SHORT CUTS: Um obscuro objeto de desejo – Mariza Gualano

Segundo o Novo Dicionário Aurélio da Língua Portuguesa, xícara é uma pequena vasilha com asa para servir em especial bebidas quentes, como café, chá e leite. Para Houaiss, seu sinônimo é chávena. A Wikipédia a descreve como um pequeno recipiente em forma de taça com uma pega ou alça que permite sustentá-lo com o polegar e um ou dois dedos. Geralmente são feitas de porcelana, cerâmica ou vidro. Nos filmes, porém, as xícaras têm muito mais graça do que nas descrições e sinônimos.

A xícara presente no filme de Andrej Wajda, Tudo à Venda/ Wszystko na Sprzeda (1969), é prova da passagem de um ator morto em determinado lugar. O objeto de cena, presente para um amigo, tornou-se um símbolo dentro do filme. A disputada xícara termina solitária, coberta de sangue.

Zip é um menino esperto e corajoso transformado em xícara no desenho A Bela e a Fera/ Beauty and the Beast (1991), dirigido por Gary Trousdale e produzido pelos Estúdios Disney. Mesmo sob feitiço ele colabora com a fuga de Bela para ajudar a Fera. Ainda sob a supervisão de Disney e com direção de Clyde Geromini, dois clássicos do cinema de animação nos oferecem deliciosos momentos onde as xícaras têm papel importante.

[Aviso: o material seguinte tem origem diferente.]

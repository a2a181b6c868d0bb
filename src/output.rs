//! Output formatting utilities for the CLI.

use colored::Colorize;
use serde::Serialize;
use std::time::Duration;

/// Output format for CLI results.
#[derive(Debug, Clone, Copy, PartialEq, Eq)]
pub enum OutputFormat {
    /// Human-readable text output.
    Text,
    /// JSON output.
    Json,
}

impl OutputFormat {
    /// Create an output format from a JSON flag.
    pub fn from_json_flag(json: bool) -> Self {
        if json {
            Self::Json
        } else {
            Self::Text
        }
    }
}

/// Print a success message.
pub fn success(message: &str) {
    println!("{} {}", "✓".green().bold(), message);
}

/// Print an error message.
pub fn error(message: &str) {
    eprintln!("{} {}", "✗".red().bold(), message);
}

/// Print a warning message.
pub fn warning(message: &str) {
    eprintln!("{} {}", "⚠".yellow().bold(), message);
}

/// Print a key-value pair.
pub fn key_value(key: &str, value: &str) {
    println!("  {}: {}", key.bold(), value);
}

/// Print a section header.
pub fn section(title: &str) {
    println!("\n{}", title.bold().underline());
}

/// Print JSON output.
pub fn json<T: Serialize>(value: &T) -> anyhow::Result<()> {
    let output = serde_json::to_string_pretty(value)?;
    println!("{output}");
    Ok(())
}

/// Create a spinner for long-running operations.
pub fn spinner(message: &str) -> indicatif::ProgressBar {
    let spinner = indicatif::ProgressBar::new_spinner();
    if let Ok(style) = indicatif::ProgressStyle::default_spinner()
        .tick_chars("⠋⠙⠹⠸⠼⠴⠦⠧⠇⠏")
        .template("{spinner:.blue} {msg}")
    {
        spinner.set_style(style);
    }
    spinner.set_message(message.to_string());
    spinner.enable_steady_tick(Duration::from_millis(100));
    spinner
}

/// Print a table of data.
pub fn table<T: tabled::Tabled>(data: &[T]) {
    use tabled::{settings::Style, Table};

    if data.is_empty() {
        println!("  (no data)");
        return;
    }

    let table = Table::new(data).with(Style::rounded()).to_string();
    println!("{table}");
}

/// Format a duration as a human-readable string.
pub fn format_duration(duration: Duration) -> String {
    humantime::format_duration(duration).to_string()
}

/// Colored health label.
pub fn health_label(status: forge_routing::HealthStatus) -> String {
    use forge_routing::HealthStatus;
    match status {
        HealthStatus::Healthy => "healthy".green().to_string(),
        HealthStatus::Unhealthy => "unhealthy".red().to_string(),
        HealthStatus::Unknown => "unknown".yellow().to_string(),
    }
}

/// Result output that can be formatted as text or JSON.
#[derive(Debug, Serialize)]
pub struct CommandResult<T: Serialize> {
    /// Whether the command succeeded.
    pub success: bool,
    /// Result data.
    #[serde(skip_serializing_if = "Option::is_none")]
    pub data: Option<T>,
    /// Error code if failed.
    #[serde(skip_serializing_if = "Option::is_none")]
    pub code: Option<String>,
    /// Error message if failed.
    #[serde(skip_serializing_if = "Option::is_none")]
    pub error: Option<String>,
}

impl<T: Serialize> CommandResult<T> {
    /// Create a successful result with data.
    pub fn success(data: T) -> Self {
        Self {
            success: true,
            data: Some(data),
            code: None,
            error: None,
        }
    }

    /// Create a failed result, optionally carrying data.
    pub fn failure(code: impl Into<String>, error: impl Into<String>, data: Option<T>) -> Self {
        Self {
            success: false,
            data,
            code: Some(code.into()),
            error: Some(error.into()),
        }
    }
}
//! Agent definitions and the top-level configuration file.

use crate::remote::RemoteAgentConfig;
use crate::validation::ValidationReport;
use forge_telemetry::{LogFormat, TracingConfig};
use serde::{Deserialize, Serialize};
use std::collections::HashSet;

/// A named remote agent and the capabilities it advertises
#[derive(Debug, Clone, Serialize, Deserialize)]
#[serde(rename_all = "camelCase")]
pub struct AgentDefinition {
    /// Unique agent name
    pub name: String,
    /// Role description
    #[serde(default, skip_serializing_if = "Option::is_none")]
    pub role: Option<String>,
    /// What the agent is meant to achieve
    #[serde(default, skip_serializing_if = "Option::is_none")]
    pub objective: Option<String>,
    /// Tools the remote agent exposes
    #[serde(default, skip_serializing_if = "Vec::is_empty")]
    pub tools: Vec<String>,
    /// How to reach the agent
    pub a2a: RemoteAgentConfig,
}

impl AgentDefinition {
    /// Create a definition
    pub fn new(name: impl Into<String>, a2a: RemoteAgentConfig) -> Self {
        Self {
            name: name.into(),
            role: None,
            objective: None,
            tools: Vec::new(),
            a2a,
        }
    }

    /// Set the role
    #[must_use]
    pub fn with_role(mut self, role: impl Into<String>) -> Self {
        self.role = Some(role.into());
        self
    }

    /// Set the objective
    #[must_use]
    pub fn with_objective(mut self, objective: impl Into<String>) -> Self {
        self.objective = Some(objective.into());
        self
    }

    /// Name as used in environment variable keys
    #[must_use]
    pub fn env_key(&self) -> String {
        self.name.to_ascii_uppercase().replace('-', "_")
    }

    /// Validate the definition
    #[must_use]
    pub fn validate(&self) -> ValidationReport {
        let mut report = ValidationReport::new();

        if self.name.is_empty() {
            report.error("name", "is required");
        } else if !self
            .name
            .chars()
            .all(|c| c.is_ascii_alphanumeric() || c == '-' || c == '_')
        {
            report.error(
                "name",
                "may only contain letters, digits, '-' and '_'",
            );
        }

        report.merge("a2a", self.a2a.validate());
        report
    }
}

/// Logging settings
#[derive(Debug, Clone, PartialEq, Eq, Serialize, Deserialize)]
#[serde(rename_all = "camelCase")]
pub struct TelemetrySettings {
    /// Default log level, overridden by `RUST_LOG`
    #[serde(default = "default_level")]
    pub level: String,
    /// Output format
    #[serde(default)]
    pub format: LogFormat,
    /// Export spans through OpenTelemetry
    #[serde(default)]
    pub otel_enabled: bool,
}

impl TelemetrySettings {
    /// Tracing setup for `service_name` with these settings
    #[must_use]
    pub fn tracing_config(&self, service_name: &str) -> TracingConfig {
        TracingConfig::new(service_name)
            .with_log_level(self.level.clone())
            .with_format(self.format)
            .with_otel(self.otel_enabled)
    }
}

fn default_level() -> String {
    "info".to_string()
}

impl Default for TelemetrySettings {
    fn default() -> Self {
        Self {
            level: default_level(),
            format: LogFormat::default(),
            otel_enabled: false,
        }
    }
}

/// Top-level configuration file
#[derive(Debug, Clone, Default, Serialize, Deserialize)]
#[serde(rename_all = "camelCase")]
pub struct ForgeConfig {
    /// Remote agents
    #[serde(default)]
    pub agents: Vec<AgentDefinition>,
    /// Logging
    #[serde(default)]
    pub telemetry: TelemetrySettings,
}

impl ForgeConfig {
    /// Find an agent by name
    #[must_use]
    pub fn agent(&self, name: &str) -> Option<&AgentDefinition> {
        self.agents.iter().find(|a| a.name == name)
    }

    /// Agent names in declaration order
    #[must_use]
    pub fn agent_names(&self) -> Vec<&str> {
        self.agents.iter().map(|a| a.name.as_str()).collect()
    }

    /// Validate every agent
    #[must_use]
    pub fn validate(&self) -> ValidationReport {
        let mut report = ValidationReport::new();

        if self.agents.is_empty() {
            report.warning("agents", "no agents are defined");
        }

        let mut names = HashSet::new();
        for (i, agent) in self.agents.iter().enumerate() {
            let prefix = format!("agents[{i}]");
            if !agent.name.is_empty() && !names.insert(agent.name.as_str()) {
                report.error(
                    format!("{prefix}.name"),
                    format!("duplicate agent name '{}'", agent.name),
                );
            }
            report.merge(&prefix, agent.validate());
        }

        if tracing_level_is_unknown(&self.telemetry.level) {
            report.warning(
                "telemetry.level",
                format!("unknown level '{}'", self.telemetry.level),
            );
        }

        report
    }
}

fn tracing_level_is_unknown(level: &str) -> bool {
    !matches!(
        level.to_ascii_lowercase().as_str(),
        "trace" | "debug" | "info" | "warn" | "error" | "off"
    )
}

A malvada Cruella, com suas mãos longas e dedos finos, segura sua inseparável piteira. Num gesto de desprezo e arrogância, bate a cinza do cigarro dentro da xícara de chá oferecida pela gentil Anita, no desenho 101 Dálmatas/ One Hundred and One Dalmatians (1961). No outro clássico, a menina Alice participa do chá do Chapeleiro Maluco, em Alice no País das Maravilhas/ Alice in Wonderland (1951). Entre bules dançantes e xícaras azuis, rosas, verdes e amarelas, há também uma xícara partida ao meio que ainda assim retém o líquido fumegante.

Já no chá do Alice no País das Maravilhas/ Alice in Wonderland (2010) de Tim Burton, o insano chapeleiro vivido por Johnny Depp atravessa a mesa em meio a alguns pratos e xícaras quebradas, puxando pelo braço a pequena Alice interpretada por Mia Wasikowska, para começarem o ritual do chá.

Em Minha Bela Dama/ My Fair Lady (1964), do diretor George Cukor, a desajeitada e ignorante Eliza, personagem de Audrey Hepburn, em uma de suas lições de dicção, tem que pronunciar “xícara de café” dezenas de vezes. Durante o chá da tarde com Rex Harrison, como o Professor Higgins, seu rigoroso mestre, ela repete “cup cup cup cup of of of of of tea” até adquirir uma pronúncia perfeita.

Pouco mais de uma dúzia de copos recém lavados, empilhados e emborcados. Em primeiro plano, uma xícara de vidro. É uma louça barata, vagabunda. Por mais de dois minutos, a imagem toma toda a tela do filme Danação/ Kárhozat (1988), do húngaro Béla Tarr. A câmera caminha mais um pouco, encontra mais copos e mais uma xícara. As duas xícaras permanecem soberanas em primeiro plano enquanto acontece um diálogo, mas continuamos vendo somente as duas xícaras no balcão do bar.

Em Sobre Café e Cigarros, de Jim Jarmusch, as xícaras são tão protagonistas do filme quanto os atores principais. As xícaras de café tomadas por Roberto Benigni em cima da mesa quadriculada parecem peças de jogo de xadrez. No episódio “Os Gêmeos” uma xícara contem café forte e a outra um café mais fraco. Elas são onipresentes, podem estar nas cantinas, em cerâmica branca em cima de toalhas xadrez ou em mesas redondas com pires quadrados, em um hotel sofisticado.

Jorge Perugorría é um homossexual culto e divertido. Ele convida Vladimir Cruz, um jovem universitário ingênuo e simples, para um chá onde serve a iguaria indiana em xícaras de porcelana francesa, tornando o ritual inesquecível em Morango e Chocolate/ Fresa y Chocolate (1994), dos cubanos Tomás Gutiérrez Alea e Juan Carlos Tabío.

No cinema, uma xícara pode intrigar, irritar, unir e até falar.